By December 1780, Caldwell had been appointed a legislative Senator of New Jersey, serving alongside his friend and fellow militia captain from Somerset, Frederick Frelinghuysen. Together they wielded statewide influence, working to dismantle the entrenched Royalist networks that still lingered in New Jersey and New York. His efforts might have reshaped America’s course even earlier, had they not been cut short when—like Hannah before him—he fell to two bullets. Caldwell’s death extinguished one of the rarest lights in our history, a man whose passion transcended politics and creed, seeking the betterment of all. Those shots were meant not only to end a life, but to shatter the spirit of a free and equal America, unbound by any ruling hand.
Here in Elizabeth is where the story begins—and where it ends.

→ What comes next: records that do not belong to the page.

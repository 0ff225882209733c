use crate::assess::format_report;
use hiring_risk::assessment::{
    Answer, AnswerField, RiskReport, WizardSession, WizardView, TOTAL_STEPS,
};
use hiring_risk::error::AppError;
use std::io;

const BACK: &str = "back";

/// Renders wizard progress with cliclack log lines and the results as a note.
#[derive(Debug, Default)]
pub(crate) struct TerminalView;

impl WizardView for TerminalView {
    fn render_step(&mut self, step: u8, progress_percent: f64) {
        let _ = cliclack::log::step(format!(
            "Step {step} of {TOTAL_STEPS} ({progress_percent:.0}% complete)"
        ));
    }

    fn render_results(&mut self, report: &RiskReport) {
        let _ = cliclack::note(
            format!("{} risk", report.tier_label),
            format_report(report),
        );
    }
}

pub(crate) fn run_wizard() -> Result<(), AppError> {
    cliclack::intro("Bilingual hiring risk assessment")?;
    let mut session = WizardSession::new(TerminalView);

    while let Some(field) = session.state().current_field() {
        let step = session.state().current_step();
        let current = session.state().answers().get(field);

        let choice = match prompt(field, current, step > 1) {
            Ok(choice) => choice,
            Err(err) if err.kind() == io::ErrorKind::Interrupted => {
                cliclack::outro_cancel("Assessment cancelled")?;
                return Ok(());
            }
            Err(err) => return Err(err.into()),
        };

        match choice {
            Some(answer) => {
                session.on_answer_selected(step, answer);
                session.on_advance();
            }
            None => {
                session.on_retreat();
            }
        }
    }

    match session.report() {
        Some(report) => cliclack::outro(format!(
            "Score {:.0}/100, {} tier",
            report.score, report.tier_label
        ))?,
        None => cliclack::outro("Assessment finished without a result")?,
    }
    Ok(())
}

/// `Ok(None)` means the user asked to go back a step.
fn prompt(
    field: AnswerField,
    current: Option<Answer>,
    allow_back: bool,
) -> io::Result<Option<Answer>> {
    let mut select = cliclack::select(field.question());
    for answer in field.options() {
        select = select.item(answer.key(), answer.label(), "");
    }
    if allow_back {
        select = select.item(BACK, "Back to previous question", "");
    }
    if let Some(answer) = current {
        select = select.initial_value(answer.key());
    }

    let key = select.interact()?;
    if key == BACK {
        return Ok(None);
    }
    Answer::parse(field, key)
        .map(Some)
        .map_err(|err| io::Error::new(io::ErrorKind::InvalidInput, err))
}
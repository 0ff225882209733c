pub mod domain;
pub mod interpretation;
pub mod matrix;
pub mod report;
pub mod scoring;
pub mod tables;
pub mod wizard;

#[cfg(test)]
mod tests;

pub use domain::{
    Answer, AnswerField, AnswerSet, Answers, AssessmentError, BilingualExposure, FirmSize,
    HiringPressure, ParseAnswerError, Region,
};
pub use interpretation::{interpret, Interpretation};
pub use matrix::{write_matrix, MatrixRow};
pub use report::views::{IndicatorBand, IndicatorBar, IndicatorKind, RiskReport};
pub use report::{WizardSession, WizardView};
pub use scoring::{score, score_answer_set, RiskIndicators, RiskResult, RiskTier};
pub use tables::{HeatmapRow, TensionLevel, HEATMAP};
pub use wizard::{BlockReason, StepStatus, Transition, WizardState, TOTAL_STEPS};
use super::super::tables::tier_description;
use serde::Serialize;

#[derive(Debug, Clone, Copy, PartialEq, Eq, PartialOrd, Ord, Hash, Serialize)]
#[serde(rename_all = "snake_case")]
pub enum RiskTier {
    Low,
    Moderate,
    Elevated,
    Structural,
}

impl RiskTier {
    pub const fn ordered() -> [Self; 4] {
        [Self::Low, Self::Moderate, Self::Elevated, Self::Structural]
    }

    /// Thresholds are inclusive on the lower bound: 40, 60 and 80 open the next tier.
    pub fn from_score(score: f64) -> Self {
        if score >= 80.0 {
            Self::Structural
        } else if score >= 60.0 {
            Self::Elevated
        } else if score >= 40.0 {
            Self::Moderate
        } else {
            Self::Low
        }
    }

    pub const fn label(self) -> &'static str {
        match self {
            Self::Low => "Low",
            Self::Moderate => "Moderate",
            Self::Elevated => "Elevated",
            Self::Structural => "Structural",
        }
    }

    pub const fn class(self) -> &'static str {
        match self {
            Self::Low => "tier-low",
            Self::Moderate => "tier-moderate",
            Self::Elevated => "tier-elevated",
            Self::Structural => "tier-structural",
        }
    }

    pub const fn description(self) -> &'static str {
        tier_description(self)
    }
}

#[cfg(test)]
mod tests {
    use super::*;

    #[test]
    fn thresholds_open_the_next_tier_exactly() {
        assert_eq!(RiskTier::from_score(0.0), RiskTier::Low);
        assert_eq!(RiskTier::from_score(39.999), RiskTier::Low);
        assert_eq!(RiskTier::from_score(40.0), RiskTier::Moderate);
        assert_eq!(RiskTier::from_score(59.999), RiskTier::Moderate);
        assert_eq!(RiskTier::from_score(60.0), RiskTier::Elevated);
        assert_eq!(RiskTier::from_score(79.999), RiskTier::Elevated);
        assert_eq!(RiskTier::from_score(80.0), RiskTier::Structural);
        assert_eq!(RiskTier::from_score(100.0), RiskTier::Structural);
    }

    #[test]
    fn each_tier_has_a_distinct_description() {
        let descriptions: Vec<_> = RiskTier::ordered()
            .into_iter()
            .map(RiskTier::description)
            .collect();
        for (idx, description) in descriptions.iter().enumerate() {
            assert!(!description.is_empty());
            assert!(!descriptions[idx + 1..].contains(description));
        }
    }
}
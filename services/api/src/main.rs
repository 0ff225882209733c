use hiring_risk_api::run;

#[tokio::main]
async fn main() {
    if let Err(err) = run().await {
        eprintln!("application error: {err}");
        std::process::exit(1);
    }
}
//! Linear five-step questionnaire state.
//!
//! Steps 1 to 4 each collect one [`AnswerField`]; step 5 shows the results.
//! The state carries no display dependency: a session or test drives it
//! directly and inspects the returned [`StepStatus`] and [`Transition`] values.

use super::domain::{Answer, AnswerField, AnswerSet, Answers, AssessmentError};
use serde::Serialize;
use tracing::debug;

pub const TOTAL_STEPS: u8 = 5;
const FIRST_STEP: u8 = 1;

/// Whether the current step has everything it needs to move on.
#[derive(Debug, Clone, Copy, PartialEq, Eq, Serialize)]
pub struct StepStatus {
    pub step: u8,
    pub complete: bool,
}

#[derive(Debug, Clone, Copy, PartialEq, Eq, Serialize)]
#[serde(rename_all = "snake_case")]
pub enum BlockReason {
    FirstStep,
    FinalStep,
    StepIncomplete(AnswerField),
    AnswersIncomplete,
}

#[derive(Debug, Clone, Copy, PartialEq, Eq, Serialize)]
#[serde(rename_all = "snake_case")]
pub enum Transition {
    Moved { from: u8, to: u8 },
    Blocked(BlockReason),
}

impl Transition {
    pub fn is_moved(&self) -> bool {
        matches!(self, Transition::Moved { .. })
    }
}

#[derive(Debug, Clone, PartialEq, Eq, Serialize)]
pub struct WizardState {
    current_step: u8,
    answers: AnswerSet,
}

impl Default for WizardState {
    fn default() -> Self {
        Self::new()
    }
}

impl WizardState {
    pub fn new() -> Self {
        Self {
            current_step: FIRST_STEP,
            answers: AnswerSet::default(),
        }
    }

    pub fn current_step(&self) -> u8 {
        self.current_step
    }

    pub fn answers(&self) -> &AnswerSet {
        &self.answers
    }

    /// Field collected on the current step, `None` on the results step.
    pub fn current_field(&self) -> Option<AnswerField> {
        AnswerField::for_step(self.current_step)
    }

    pub fn is_step_complete(&self) -> bool {
        match self.current_field() {
            Some(field) => self.answers.is_set(field),
            None => self.answers.is_complete(),
        }
    }

    pub fn is_complete(&self) -> bool {
        self.answers.is_complete()
    }

    pub fn progress_percent(&self) -> f64 {
        f64::from(self.current_step) * 100.0 / f64::from(TOTAL_STEPS)
    }

    fn status(&self) -> StepStatus {
        StepStatus {
            step: self.current_step,
            complete: self.is_step_complete(),
        }
    }

    pub fn select_answer(&mut self, answer: Answer) -> StepStatus {
        self.answers.record(answer);
        debug!(
            step = self.current_step,
            field = %answer.field(),
            value = answer.key(),
            "answer recorded"
        );
        self.status()
    }

    pub fn clear_answer(&mut self, field: AnswerField) -> StepStatus {
        self.answers.clear(field);
        self.status()
    }

    fn advance_blocker(&self) -> Option<BlockReason> {
        if self.current_step >= TOTAL_STEPS {
            return Some(BlockReason::FinalStep);
        }
        if let Some(field) = self.current_field() {
            if !self.answers.is_set(field) {
                return Some(BlockReason::StepIncomplete(field));
            }
        }
        if self.current_step + 1 == TOTAL_STEPS && !self.is_complete() {
            return Some(BlockReason::AnswersIncomplete);
        }
        None
    }

    pub fn can_advance(&self) -> bool {
        self.advance_blocker().is_none()
    }

    pub fn advance(&mut self) -> Transition {
        if let Some(reason) = self.advance_blocker() {
            debug!(step = self.current_step, ?reason, "advance blocked");
            return Transition::Blocked(reason);
        }

        let from = self.current_step;
        self.current_step += 1;
        Transition::Moved {
            from,
            to: self.current_step,
        }
    }

    pub fn retreat(&mut self) -> Transition {
        if self.current_step <= FIRST_STEP {
            return Transition::Blocked(BlockReason::FirstStep);
        }

        let from = self.current_step;
        self.current_step -= 1;
        Transition::Moved {
            from,
            to: self.current_step,
        }
    }

    pub fn resolved_answers(&self) -> Result<Answers, AssessmentError> {
        self.answers.resolve()
    }
}
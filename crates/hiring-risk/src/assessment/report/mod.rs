mod session;
pub mod views;

pub use session::{WizardSession, WizardView};
pub use views::RiskReport;
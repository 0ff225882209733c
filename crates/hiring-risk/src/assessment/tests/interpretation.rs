use super::common::*;
use crate::assessment::domain::Answers;
use crate::assessment::interpretation::interpret;
use crate::assessment::scoring::{score, RiskTier};
use crate::assessment::tables::{
    exposure_phrase, firm_size_phrase, region_phrase, tier_recommendations, MARKET_CONTEXT,
};

#[test]
fn every_combination_embeds_labels_and_tier_list() {
    for answers in Answers::all() {
        let result = score(&answers);
        let interpretation = interpret(&answers, &result);
        let text = interpretation.to_string();

        assert!(interpretation
            .opening
            .contains(firm_size_phrase(answers.firm_size)));
        assert!(interpretation
            .opening
            .contains(exposure_phrase(answers.bilingual_exposure)));
        assert!(interpretation.opening.contains(region_phrase(answers.region)));
        assert!(interpretation.opening.contains(result.tier.label()));

        let expected = tier_recommendations(result.tier);
        assert_eq!(interpretation.recommendations, expected.to_vec());
        for item in expected {
            assert!(text.contains(&format!("- {item}")), "{answers:?} missing {item}");
        }
        assert!(text.ends_with(MARKET_CONTEXT));
    }
}

#[test]
fn recommendation_lists_hold_three_or_four_items() {
    for tier in RiskTier::ordered() {
        let count = tier_recommendations(tier).len();
        assert!((3..=4).contains(&count), "{tier:?} has {count} items");
    }
}

#[test]
fn opening_reports_rounded_score() {
    let answers = quiet_answers();
    let interpretation = interpret(&answers, &score(&answers));

    assert!(interpretation.opening.starts_with("As a small organisation"));
    assert!(interpretation.opening.contains("scores 20/100"));
    assert!(interpretation.opening.contains("the Low tier"));
}

#[test]
fn rendered_text_keeps_section_order() {
    let answers = saturated_answers();
    let text = interpret(&answers, &score(&answers)).to_string();

    let opening_end = text.find("\n\n").expect("blank line after opening");
    let heading = text.find("Recommended actions:").expect("heading present");
    let context = text.find("Market context:").expect("market context present");
    assert!(opening_end < heading);
    assert!(heading < context);
    assert!(MARKET_CONTEXT.contains('%'));
}
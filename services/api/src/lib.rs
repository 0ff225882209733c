mod assess;
mod cli;
mod infra;
mod routes;
mod server;
mod terminal;

use hiring_risk::error::AppError;

pub async fn run() -> Result<(), AppError> {
    cli::run().await
}
use super::super::domain::Answer;
use super::super::wizard::{StepStatus, Transition, WizardState, TOTAL_STEPS};
use super::views::RiskReport;
use tracing::{debug, info, warn};

/// Display surface driven by a [`WizardSession`].
pub trait WizardView {
    /// Highlight `step`, reset scroll position and update the progress indicator.
    fn render_step(&mut self, step: u8, progress_percent: f64);
    fn render_results(&mut self, report: &RiskReport);
}

/// Routes input events to the wizard state and pushes updates to the view.
pub struct WizardSession<V> {
    state: WizardState,
    view: V,
    report: Option<RiskReport>,
}

impl<V: WizardView> WizardSession<V> {
    pub fn new(mut view: V) -> Self {
        let state = WizardState::new();
        view.render_step(state.current_step(), state.progress_percent());
        Self {
            state,
            view,
            report: None,
        }
    }

    pub fn state(&self) -> &WizardState {
        &self.state
    }

    pub fn view(&self) -> &V {
        &self.view
    }

    pub fn into_view(self) -> V {
        self.view
    }

    /// Report produced on the last arrival at the results step.
    pub fn report(&self) -> Option<&RiskReport> {
        self.report.as_ref()
    }

    /// Selections coming from a step other than the active one are ignored.
    pub fn on_answer_selected(&mut self, step: u8, answer: Answer) -> StepStatus {
        if step != self.state.current_step() {
            debug!(
                step,
                current = self.state.current_step(),
                "ignoring answer for inactive step"
            );
            return StepStatus {
                step: self.state.current_step(),
                complete: self.state.is_step_complete(),
            };
        }
        self.state.select_answer(answer)
    }

    pub fn on_advance(&mut self) -> Transition {
        let transition = self.state.advance();
        if let Transition::Moved { to, .. } = transition {
            self.view.render_step(to, self.state.progress_percent());
            if to == TOTAL_STEPS {
                self.publish_results();
            }
        }
        transition
    }

    pub fn on_retreat(&mut self) -> Transition {
        let transition = self.state.retreat();
        if let Transition::Moved { to, .. } = transition {
            self.view.render_step(to, self.state.progress_percent());
        }
        transition
    }

    fn publish_results(&mut self) {
        let answers = match self.state.resolved_answers() {
            Ok(answers) => answers,
            Err(err) => {
                warn!(%err, "results step reached without a complete answer set");
                return;
            }
        };

        let report = RiskReport::assess(&answers);
        info!(
            score = report.score,
            tier = report.tier_label,
            "assessment completed"
        );
        self.view.render_results(&report);
        self.report = Some(report);
    }
}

Forgotten Victory Trail- starting at (1) Elizabeth Point to (2) the Caldwell Parsonage in Union

Connecticut Farms (Union)
(2) Union – Striking at the Rebel Heart – The Martyrdom of Hannah Caldwell
Union’s place in Revolutionary memory is marked by tragedy. On June 7, 1780, Hannah Caldwell, wife of Reverend James Caldwell, was shot and killed in her own home during the Battle of Connecticut Farms. Her death was a calculated blow—an act meant to silence a rebel preacher whose sermons had become rallying cries for independence. Evidence to this has been rarely brought up despite two investigations and multiple signed testimonies of the event, never used, in favor of only the British propaganda from the New York Gazette. Union’s Presbyterian church, a center for the so-called “Presbyterian Rebellion,” was burned by British forces. This was not just military maneuvering—it was an attack on the moral backbone of the rebellion. The reverend moved to Union after the British forces burned his home and church in Elizabethtown.
In the summer of 1780, the Royalist high command in New York met at Fraunces Tavern—not to toast victory, but to plan an “experiment” on New Jersey. The goal was not merely to defeat American forces in the field, but to shatter the spiritual core of the Jersey Rebellion. They knew its heart beat in the Presbyterian pulpits, and none thundered louder than that of Reverend James Caldwell. If they could silence him, they might still strangle the rebellion’s will.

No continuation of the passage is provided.